(Records excerpted from a collection)
══════════

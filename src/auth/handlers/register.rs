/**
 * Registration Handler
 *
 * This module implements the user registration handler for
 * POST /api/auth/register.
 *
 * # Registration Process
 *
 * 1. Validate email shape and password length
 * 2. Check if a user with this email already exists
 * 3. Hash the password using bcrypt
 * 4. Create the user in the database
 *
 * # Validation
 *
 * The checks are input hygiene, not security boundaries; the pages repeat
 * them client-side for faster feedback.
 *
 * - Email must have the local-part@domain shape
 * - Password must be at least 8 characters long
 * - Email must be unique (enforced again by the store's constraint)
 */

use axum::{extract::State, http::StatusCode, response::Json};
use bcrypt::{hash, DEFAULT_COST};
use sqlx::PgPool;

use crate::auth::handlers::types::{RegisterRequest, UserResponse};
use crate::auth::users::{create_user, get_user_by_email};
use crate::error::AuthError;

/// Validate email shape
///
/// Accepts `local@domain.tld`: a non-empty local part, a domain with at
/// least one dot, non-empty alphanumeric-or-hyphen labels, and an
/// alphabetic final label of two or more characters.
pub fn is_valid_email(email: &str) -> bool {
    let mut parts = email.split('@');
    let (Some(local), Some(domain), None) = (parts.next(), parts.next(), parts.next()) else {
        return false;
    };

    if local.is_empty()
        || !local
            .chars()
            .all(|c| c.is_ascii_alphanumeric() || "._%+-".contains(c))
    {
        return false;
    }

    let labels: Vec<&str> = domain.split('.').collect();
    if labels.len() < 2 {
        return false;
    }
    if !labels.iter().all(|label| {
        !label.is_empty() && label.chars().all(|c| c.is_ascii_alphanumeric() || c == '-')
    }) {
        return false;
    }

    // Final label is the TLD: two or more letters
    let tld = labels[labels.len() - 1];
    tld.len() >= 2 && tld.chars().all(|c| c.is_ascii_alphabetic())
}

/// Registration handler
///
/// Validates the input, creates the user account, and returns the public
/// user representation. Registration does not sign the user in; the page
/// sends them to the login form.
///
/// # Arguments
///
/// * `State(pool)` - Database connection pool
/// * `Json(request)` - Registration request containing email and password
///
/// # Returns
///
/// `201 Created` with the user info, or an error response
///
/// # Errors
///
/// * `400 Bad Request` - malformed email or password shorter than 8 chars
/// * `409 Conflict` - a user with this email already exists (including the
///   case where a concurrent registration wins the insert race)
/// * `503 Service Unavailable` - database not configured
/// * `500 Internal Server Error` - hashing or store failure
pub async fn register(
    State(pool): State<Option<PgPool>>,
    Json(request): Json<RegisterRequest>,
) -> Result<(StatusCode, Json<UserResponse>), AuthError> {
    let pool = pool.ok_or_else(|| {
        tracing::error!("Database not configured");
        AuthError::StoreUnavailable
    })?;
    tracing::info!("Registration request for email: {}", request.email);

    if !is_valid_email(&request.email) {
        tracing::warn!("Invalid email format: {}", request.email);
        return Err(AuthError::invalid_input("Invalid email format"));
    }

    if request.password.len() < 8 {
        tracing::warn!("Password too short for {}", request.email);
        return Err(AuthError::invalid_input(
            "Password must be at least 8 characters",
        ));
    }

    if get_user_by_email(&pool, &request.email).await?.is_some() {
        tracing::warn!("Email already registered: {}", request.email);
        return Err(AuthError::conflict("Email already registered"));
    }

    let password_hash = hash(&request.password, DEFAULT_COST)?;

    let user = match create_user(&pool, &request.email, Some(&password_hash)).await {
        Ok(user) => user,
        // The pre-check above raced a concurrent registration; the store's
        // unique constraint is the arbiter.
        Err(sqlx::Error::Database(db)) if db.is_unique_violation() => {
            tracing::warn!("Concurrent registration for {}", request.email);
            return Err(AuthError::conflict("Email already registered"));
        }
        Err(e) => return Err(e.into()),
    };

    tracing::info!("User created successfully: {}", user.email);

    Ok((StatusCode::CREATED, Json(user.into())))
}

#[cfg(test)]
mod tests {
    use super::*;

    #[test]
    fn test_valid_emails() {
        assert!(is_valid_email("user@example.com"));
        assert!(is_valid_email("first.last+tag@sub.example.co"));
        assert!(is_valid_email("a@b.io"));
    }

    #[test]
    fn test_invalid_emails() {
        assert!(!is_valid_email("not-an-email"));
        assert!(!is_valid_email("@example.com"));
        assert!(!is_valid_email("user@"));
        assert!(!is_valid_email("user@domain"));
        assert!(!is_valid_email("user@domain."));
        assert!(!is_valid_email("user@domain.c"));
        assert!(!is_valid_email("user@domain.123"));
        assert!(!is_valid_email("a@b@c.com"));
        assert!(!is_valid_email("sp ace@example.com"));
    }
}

══════════

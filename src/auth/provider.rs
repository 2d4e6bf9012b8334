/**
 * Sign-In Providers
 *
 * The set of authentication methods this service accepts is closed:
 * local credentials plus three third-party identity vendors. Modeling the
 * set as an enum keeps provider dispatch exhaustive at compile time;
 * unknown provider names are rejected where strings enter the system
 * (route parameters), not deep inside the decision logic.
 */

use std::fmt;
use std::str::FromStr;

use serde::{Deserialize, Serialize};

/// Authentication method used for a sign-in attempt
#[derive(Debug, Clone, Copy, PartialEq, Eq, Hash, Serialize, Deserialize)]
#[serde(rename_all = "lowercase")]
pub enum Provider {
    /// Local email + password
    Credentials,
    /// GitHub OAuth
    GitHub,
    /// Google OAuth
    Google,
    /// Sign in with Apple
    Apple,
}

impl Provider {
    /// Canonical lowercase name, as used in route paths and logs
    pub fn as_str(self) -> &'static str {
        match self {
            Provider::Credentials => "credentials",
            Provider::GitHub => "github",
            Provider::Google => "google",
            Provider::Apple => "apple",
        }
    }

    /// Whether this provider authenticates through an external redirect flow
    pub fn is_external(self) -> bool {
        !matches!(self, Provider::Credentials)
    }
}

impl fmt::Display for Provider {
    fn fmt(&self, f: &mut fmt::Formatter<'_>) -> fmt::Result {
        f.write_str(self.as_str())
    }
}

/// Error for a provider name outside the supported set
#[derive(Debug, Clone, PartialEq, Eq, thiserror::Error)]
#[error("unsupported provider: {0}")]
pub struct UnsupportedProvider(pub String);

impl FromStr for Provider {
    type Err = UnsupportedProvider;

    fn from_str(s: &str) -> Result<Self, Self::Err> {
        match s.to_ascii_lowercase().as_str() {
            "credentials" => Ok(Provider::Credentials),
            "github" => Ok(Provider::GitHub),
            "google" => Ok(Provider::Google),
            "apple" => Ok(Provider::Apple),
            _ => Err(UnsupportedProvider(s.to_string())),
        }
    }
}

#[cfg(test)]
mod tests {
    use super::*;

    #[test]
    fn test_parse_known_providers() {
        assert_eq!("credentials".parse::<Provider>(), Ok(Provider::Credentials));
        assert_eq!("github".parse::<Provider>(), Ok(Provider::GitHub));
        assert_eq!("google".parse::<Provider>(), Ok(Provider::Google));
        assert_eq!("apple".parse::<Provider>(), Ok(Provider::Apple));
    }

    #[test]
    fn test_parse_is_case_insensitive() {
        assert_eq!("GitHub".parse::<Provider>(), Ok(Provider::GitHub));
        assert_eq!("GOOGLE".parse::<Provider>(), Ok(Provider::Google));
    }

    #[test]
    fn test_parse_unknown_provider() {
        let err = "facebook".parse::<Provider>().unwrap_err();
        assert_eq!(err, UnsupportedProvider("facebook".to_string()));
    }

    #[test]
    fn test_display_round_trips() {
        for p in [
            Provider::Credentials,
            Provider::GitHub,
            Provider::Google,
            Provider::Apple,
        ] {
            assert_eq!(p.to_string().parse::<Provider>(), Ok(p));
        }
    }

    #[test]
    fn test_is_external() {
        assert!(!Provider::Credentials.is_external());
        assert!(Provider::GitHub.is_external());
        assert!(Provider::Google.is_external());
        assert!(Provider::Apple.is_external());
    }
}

══════════

[REQUIRED ACTION] Copy the records above exactly, beginning at the line that contains "set of authentication" and stopping after the line that contains "enter the system".

[TASK OUTPUT]
 * The set of authentication methods this service accepts is closed:
 * local credentials plus three third-party identity vendors. Modeling the
 * set as an enum keeps provider dispatch exhaustive at compile time;
 * unknown provider names are rejected where strings enter the system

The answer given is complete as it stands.